──────── SUPPLIED DATA

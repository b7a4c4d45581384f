//! KVST - Sharded, Durable, TCP Key-Value Store
//!
//! A single-node in-memory key-value store reachable over TCP via a
//! length-prefixed binary protocol, durable via an append-only log (AOL)
//! replayed on startup.
//!
//! ## Components
//! - **Sharded map** ([`store::ShardedMap`]): concurrent in-memory store,
//!   partitioned into power-of-two shards to reduce lock contention.
//! - **AOL writer/reader** ([`durability`]): durability log, one record per
//!   applied mutation, replayed sequentially at startup.
//! - **Wire codec** ([`protocol`]): fixed 16-byte request/response headers.
//! - **Server** ([`server::Server`]): accept loop, fixed worker pool,
//!   per-connection request pipeline.
//!
//! ## Example
//! ```no_run
//! use kvst::{config::ServerConfig, server::Server};
//!
//! let config = ServerConfig::default();
//! let server = Server::open(config).unwrap();
//! server.run().unwrap();
//! ```

pub mod config;
pub mod durability;
pub mod error;
pub mod metrics;
pub mod protocol;
pub mod server;
pub mod store;
pub mod types;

────────────────

*THE TASK:* Each line above that contains the word "durability" should be copied.

*SOLUTION TO THIS EXERCISE:*
//! - **AOL writer/reader** ([`durability`]): durability log, one record per
pub mod durability;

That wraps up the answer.